Habitually linked—both words are crucial, even in relation to Jesus himself. Jesus does not die for strangers—nor does he even die for sinners or for his enemies. That those he dies for are all these things—sinners estranged from God who are thus his enemies—is absolutely true. But who Jesus dies for is his beloved humanity, who have tragically become his sinfully estranged enemies.
And in this is a world of difference. It is the habit of [God] to love human beings with a comprehensive attitude and pattern of direct contact, warm relationship, and unfailing and unwarranted beneficence. Ransoming them is simply the costly consequence of that love. Since the dawn of the race he has done good to them, fed them, shared his bread with them, opened his home to them, visited and remembered them, and healed and comforted them. Having done all these things for each human being, would he not also give himself to ransom them from the very thing that separates them from him?
In the same way, for those ransomed by the blood that courses with his love—for those who have mirrored the fullness of his philanthropy to the world, doing good, sharing their bread, opening their homes, visiting and remembering, healing and comforting, proclaiming the gospel, forgiving and reconciling, and making disciples, what could account for them withholding their own lives from those to whom they have thus given? It is their reasonable and joyful worship of [God].
One may subsidize gas for a stranger, but only the habit of love finely trained through mirroring Christ’s Works of Mercy to the world will prompt one to lay down one’s life. And it will indeed prompt one to do exactly that. One will always do so for a much beloved one. The Works of Mercy train one to love as God loves, with a love of God and neighbor maturing to the full stature of Christ. One will love first those who are of the household of God, and next those in the world, as Paul notes in Galatians 6 and as Jews and Christians from the earliest days on through Maximilian Kolbe in our own era demonstrate.

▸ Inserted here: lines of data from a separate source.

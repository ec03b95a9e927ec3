// SEA tools - lib.rs
//
// Library entry point. Other SEA components link against this crate for
// the shared logger and for sample-ID normalisation.

pub mod app;
pub mod core;
pub mod platform;
pub mod util;

pub use crate::core::{get_file_name, resolve_sample_id, SampleId};
pub use crate::util::logging::{create_logger, init, Logger, LoggingConfig};
// SEA tools - util/error.rs
//
// Typed errors with context-preserving chains.
// No string-based error propagation; every I/O failure carries its path.

use std::fmt;
use std::io;
use std::path::PathBuf;

/// Errors raised while building or installing the logger.
///
/// All variants are fatal to the caller of the factory: there is no
/// fallback sink.
#[derive(Debug)]
pub enum LoggingError {
    /// The `logs` directory could not be created.
    CreateLogDir { path: PathBuf, source: io::Error },

    /// The active log file could not be opened for appending.
    OpenLogFile { path: PathBuf, source: io::Error },

    /// A logger has already been installed in this process.
    AlreadyInitialised,
}

impl fmt::Display for LoggingError {
    fn fmt(&self, f: &mut fmt::Formatter<'_>) -> fmt::Result {
        match self {
            Self::CreateLogDir { path, source } => write!(
                f,
                "Failed to create log directory '{}': {source}",
                path.display()
            ),
            Self::OpenLogFile { path, source } => {
                write!(f, "Failed to open log file '{}': {source}", path.display())
            }
            Self::AlreadyInitialised => write!(
                f,
                "Logger already initialised; it must be created once per process"
            ),
        }
    }
}

impl std::error::Error for LoggingError {
    fn source(&self) -> Option<&(dyn std::error::Error + 'static)> {
        match self {
            Self::CreateLogDir { source, .. } => Some(source),
            Self::OpenLogFile { source, .. } => Some(source),
            Self::AlreadyInitialised => None,
        }
    }
}
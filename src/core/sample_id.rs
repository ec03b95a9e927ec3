// SEA tools - core/sample_id.rs
//
// Sample IDs from sequencing-pipeline file paths.
//
// QC summary tables are named `<sample>.<report-kind>.tsv`, so the sample ID
// is the file name with two suffixes removed. Any other ending is reported
// as unexpected; the best-effort ID then has only the outermost suffix
// removed.

use std::fmt;
use std::path::Path;

use super::path_info::path_info;
use crate::util::constants;

/// Outcome of deriving a sample ID from a path.
#[derive(Debug, Clone, PartialEq, Eq)]
pub enum SampleId {
    /// A `.tsv` report: directory and two suffixes stripped.
    Report(String),
    /// Any other ending. `name` is the final component minus its outermost
    /// suffix; `suffix` is what was found instead of `.tsv`.
    UnexpectedSuffix {
        name: String,
        suffix: Option<String>,
    },
}

impl SampleId {
    pub fn name(&self) -> &str {
        match self {
            Self::Report(name) | Self::UnexpectedSuffix { name, .. } => name,
        }
    }

    pub fn into_name(self) -> String {
        match self {
            Self::Report(name) | Self::UnexpectedSuffix { name, .. } => name,
        }
    }

    pub fn is_report(&self) -> bool {
        matches!(self, Self::Report(_))
    }
}

impl fmt::Display for SampleId {
    fn fmt(&self, f: &mut fmt::Formatter<'_>) -> fmt::Result {
        f.write_str(self.name())
    }
}

/// Derive the sample ID for `path` without logging anything.
///
/// Callers decide what an unexpected suffix means for them.
pub fn resolve_sample_id(path: impl AsRef<Path>) -> SampleId {
    let info = path_info(path.as_ref());

    match info.suffix.as_deref() {
        Some(constants::REPORT_SUFFIX) => {
            // The stem is split as a path again, so a bare `.` stem is empty.
            SampleId::Report(path_info(Path::new(&info.stem)).stem)
        }
        _ => SampleId::UnexpectedSuffix {
            name: info.stem,
            suffix: info.suffix,
        },
    }
}

/// Derive the sample ID for `path` and log the outcome once: DEBUG for a
/// report, ERROR for an unexpected suffix.
pub fn normalize(path: impl AsRef<Path>) -> SampleId {
    let path = path.as_ref();
    let id = resolve_sample_id(path);

    match &id {
        SampleId::Report(name) => {
            tracing::debug!(
                target: constants::LOGGER_NAME,
                path = %path.display(),
                "Resolved sample ID {name}"
            );
        }
        SampleId::UnexpectedSuffix { name, .. } => {
            // Downstream checks match this text exactly; keep it field-free.
            tracing::error!(target: constants::LOGGER_NAME, "incorrect file type: {name}");
        }
    }

    id
}

/// Sample ID for `path` as a plain string.
///
/// Never fails: an unexpected suffix is logged at ERROR and the singly
/// stripped stem is returned. Use [`resolve_sample_id`] to tell the two
/// outcomes apart.
pub fn get_file_name(path: impl AsRef<Path>) -> String {
    normalize(path).into_name()
}

#[cfg(test)]
mod tests {
    use super::*;

    #[test]
    fn test_report_strips_two_suffixes() {
        assert_eq!(
            resolve_sample_id("report.qc_summary.tsv"),
            SampleId::Report("report".to_string())
        );
        assert_eq!(
            resolve_sample_id("/runs/2602781.RMH200ST.qc_summary.tsv").name(),
            "2602781.RMH200ST"
        );
    }

    #[test]
    fn test_report_with_single_suffix_keeps_name() {
        assert_eq!(resolve_sample_id("dir/sample.tsv").name(), "sample");
    }

    #[test]
    fn test_unexpected_suffix_strips_one() {
        assert_eq!(
            resolve_sample_id("reads/sample.fq"),
            SampleId::UnexpectedSuffix {
                name: "sample".to_string(),
                suffix: Some(".fq".to_string()),
            }
        );
        assert_eq!(
            resolve_sample_id("/data/sample.fastq.gz").name(),
            "sample.fastq"
        );
    }

    #[test]
    fn test_suffix_match_is_case_sensitive() {
        let id = resolve_sample_id("report.qc_summary.TSV");
        assert!(!id.is_report());
        assert_eq!(id.name(), "report.qc_summary");
    }

    #[test]
    fn test_no_suffix_is_unexpected() {
        assert_eq!(
            resolve_sample_id("/data/sample"),
            SampleId::UnexpectedSuffix {
                name: "sample".to_string(),
                suffix: None,
            }
        );
    }

    #[test]
    fn test_whitespace_is_preserved() {
        assert_eq!(resolve_sample_id(" s1 .qc.tsv").name(), " s1 ");
    }

    #[test]
    fn test_get_file_name_matches_resolve() {
        for path in ["reads/sample.fq", "report.qc_summary.tsv", "/data/sample.fastq.gz"] {
            assert_eq!(get_file_name(path), resolve_sample_id(path).into_name());
            assert_eq!(get_file_name(path), get_file_name(path));
        }
    }

    #[test]
    fn test_dot_only_names_follow_path_rules() {
        assert_eq!(resolve_sample_id("..").name(), "..");
        assert_eq!(resolve_sample_id("runs/..").name(), "..");
        assert_eq!(resolve_sample_id("..tsv"), SampleId::Report(String::new()));
    }

    #[test]
    fn test_display_is_name() {
        assert_eq!(resolve_sample_id("a.b.tsv").to_string(), "a");
    }
}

Even in the world outside of God, if one’s one family member were kidnapped, there would be no question about sacrificing everything to meet demands for ransom; it is the stuff of television. So when Peregrinus Proteus is imprisoned, Christians come from other cities as far away as Asia bringing food, raising money, spending the night with him, bribing guards, helping him, defending him, strengthening him, lavishing their all on him because this is what they always do, because
44ball that believed were together, and had all things common;
45And sold their possessions and goods, and parted them to all men, as every man had need.
46And they, continuing daily with one accord in the temple, and breaking bread from house to house, did eat their meat with gladness and singleness of heart,
47Praising God, and having favour with all the people. (Acts 2:44b-47, KJV)
This is what Christ does for them and pours into them to pour out to each other. And it is what Maximilian Kolbe pours out on a stranger because he sees Christ in him. It is a customary and not an odd thing to ransom a captive who is one’s own blood. The miracle is not in the act of ransoming a loved one but rather in coming to love the one who is not one’s own blood in the first place. This is the gift one receives through the habitual practice of the Works of Mercy.